RAS proteins (HRAS, KRAS, NRAS) participate in many physiological signal transduction processes related to cell growth, division, and survival. The RAS proteins are small (188/189 amino acid residues) and they function as GTPases. These proteins toggle between inactive and functional forms; the conversion of inactive RAS-GDP to active RAS-GTP as mediated by guanine nucleotide exchange factors (GEFs) turns the switch on and the intrinsic RAS-GTPase activity stimulated by the GTPase activating proteins (GAPs) turns the switch off. RAS is upstream to the RAS-RAF-MEK-ERK and the PI3-kinase-AKT signaling modules. Importantly, the overall incidence of RAS mutations in all cancers is about 19% and RAS mutants have been a pharmacological target for more than three decades. About 84% of all RAS mutations involve KRAS. Except for the GTP/GDP binding site, the RAS proteins lack other deep surface pockets thereby hindering efforts to identify high-affinity antagonists; thus, they have been considered to be undruggable.
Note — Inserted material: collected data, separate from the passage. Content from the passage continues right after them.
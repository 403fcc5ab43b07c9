//! Pointer, wheel, scrollbar and tick resolution.
//!
//! The router keeps the only cross-event state of the widget: whether the
//! primary button went down inside it, so drags keep extending the
//! selection even when they leave the widget rectangle.

use crate::{Action, translate_key};
use core_events::{Event, KeyModifiers, MouseButton, MouseEventKind, Orientation};
use core_model::EditorModel;
use core_state::MarkMode;

pub const DEFAULT_WHEEL_LINES: usize = 3;

#[derive(Debug, Clone)]
pub struct EventRouter {
    pressed: bool,
    wheel_lines: usize,
}

impl Default for EventRouter {
    fn default() -> Self {
        Self::new(DEFAULT_WHEEL_LINES)
    }
}

impl EventRouter {
    pub fn new(wheel_lines: usize) -> Self {
        Self {
            pressed: false,
            wheel_lines: wheel_lines.max(1),
        }
    }

    pub fn is_pressed(&self) -> bool {
        self.pressed
    }

    pub fn wheel_lines(&self) -> usize {
        self.wheel_lines
    }

    pub fn set_wheel_lines(&mut self, lines: usize) {
        self.wheel_lines = lines.max(1);
    }

    /// Resolve `event` against `model`. `None` means the event is not for
    /// this widget.
    pub fn route(&mut self, event: &Event, model: &EditorModel) -> Option<Action> {
        match event {
            Event::Mouse(m) => {
                let inside = model.contains(m.x, m.y);
                match m.kind {
                    MouseEventKind::Down(MouseButton::Left) if inside => {
                        self.pressed = true;
                        let mark = if m.mods.contains(KeyModifiers::SHIFT) {
                            MarkMode::Expand
                        } else {
                            MarkMode::Reset
                        };
                        Some(Action::MoveTo {
                            pos: model.hit_test(m.x, m.y),
                            mark,
                        })
                    }
                    MouseEventKind::Drag(MouseButton::Left) if self.pressed => Some(Action::MoveTo {
                        pos: model.hit_test(m.x, m.y),
                        mark: MarkMode::Expand,
                    }),
                    MouseEventKind::Up(MouseButton::Left) if self.pressed => {
                        self.pressed = false;
                        Some(Action::PointerRelease)
                    }
                    MouseEventKind::ScrollUp if inside => Some(Action::Scroll(-(self.wheel_lines as isize))),
                    MouseEventKind::ScrollDown if inside => Some(Action::Scroll(self.wheel_lines as isize)),
                    _ => None,
                }
            }
            Event::Key(key) => translate_key(key),
            Event::Scrollbar(bar) => Some(match bar.orientation {
                Orientation::Vertical => Action::SetFirstLine(bar.value as usize),
                Orientation::Horizontal => Action::SetXOrigin(bar.value),
            }),
            Event::Tick(now) => Some(Action::Tick(*now)),
            Event::FocusGained => Some(Action::Focus(true)),
            Event::FocusLost => {
                self.pressed = false;
                Some(Action::Focus(false))
            }
        }
    }
}

#[cfg(test)]
mod tests {
    use super::*;
    use core_events::{MouseEvent, ScrollbarEvent};
    use core_model::{Point, Viewport};
    use core_state::EditState;
    use core_text::{Position, TextBuffer};

    fn model() -> EditorModel {
        EditorModel::new(
            EditState::new(TextBuffer::default()),
            Viewport::new(100, 50, 10, 8),
            Point::new(20, 20),
        )
    }

    fn mouse(kind: MouseEventKind, x: i32, y: i32) -> Event {
        Event::Mouse(MouseEvent::new(kind, x, y))
    }

    #[test]
    fn press_drag_release_cycle() {
        let m = model();
        let mut r = EventRouter::default();
        let down = r.route(&mouse(MouseEventKind::Down(MouseButton::Left), 25, 25), &m);
        assert_eq!(down, Some(Action::MoveTo { pos: Position::origin(), mark: MarkMode::Reset }));
        assert!(r.is_pressed());
        let drag = r.route(&mouse(MouseEventKind::Drag(MouseButton::Left), 500, 500), &m);
        assert!(matches!(drag, Some(Action::MoveTo { mark: MarkMode::Expand, .. })));
        assert_eq!(r.route(&mouse(MouseEventKind::Up(MouseButton::Left), 0, 0), &m), Some(Action::PointerRelease));
        assert!(!r.is_pressed());
        assert_eq!(r.route(&mouse(MouseEventKind::Drag(MouseButton::Left), 25, 25), &m), None);
    }

    #[test]
    fn clicks_outside_are_not_consumed() {
        let m = model();
        let mut r = EventRouter::default();
        assert_eq!(r.route(&mouse(MouseEventKind::Down(MouseButton::Left), 5, 5), &m), None);
        assert!(!r.is_pressed());
        assert_eq!(r.route(&mouse(MouseEventKind::ScrollDown, 5, 5), &m), None);
    }

    #[test]
    fn wheel_and_scrollbars() {
        let m = model();
        let mut r = EventRouter::new(0);
        assert_eq!(r.wheel_lines(), 1);
        r.set_wheel_lines(4);
        assert_eq!(r.route(&mouse(MouseEventKind::ScrollUp, 30, 30), &m), Some(Action::Scroll(-4)));
        let v = Event::Scrollbar(ScrollbarEvent { orientation: Orientation::Vertical, value: 7 });
        assert_eq!(r.route(&v, &m), Some(Action::SetFirstLine(7)));
        let h = Event::Scrollbar(ScrollbarEvent { orientation: Orientation::Horizontal, value: 40 });
        assert_eq!(r.route(&h, &m), Some(Action::SetXOrigin(40)));
    }
}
KRAS mutations frequently occur in lung, colorectal, and pancreatic cancers, the three most deadly cancers in the United States. Studies within the last decade demonstrated that the covalent modification of KRAS C12, which accounts for about 10% of all RAS mutations, led to the discovery of an adjacent pocket (called the switch II pocket) that accommodated a portion of the drug. This led to the development of sotorasib as a second-line treatment of KRASG12C-mutant non-small cell lung cancer. Considerable effort also has been expended to develop MAP kinase and PI3-kinase pathway inhibitors as indirect RAS antagonists.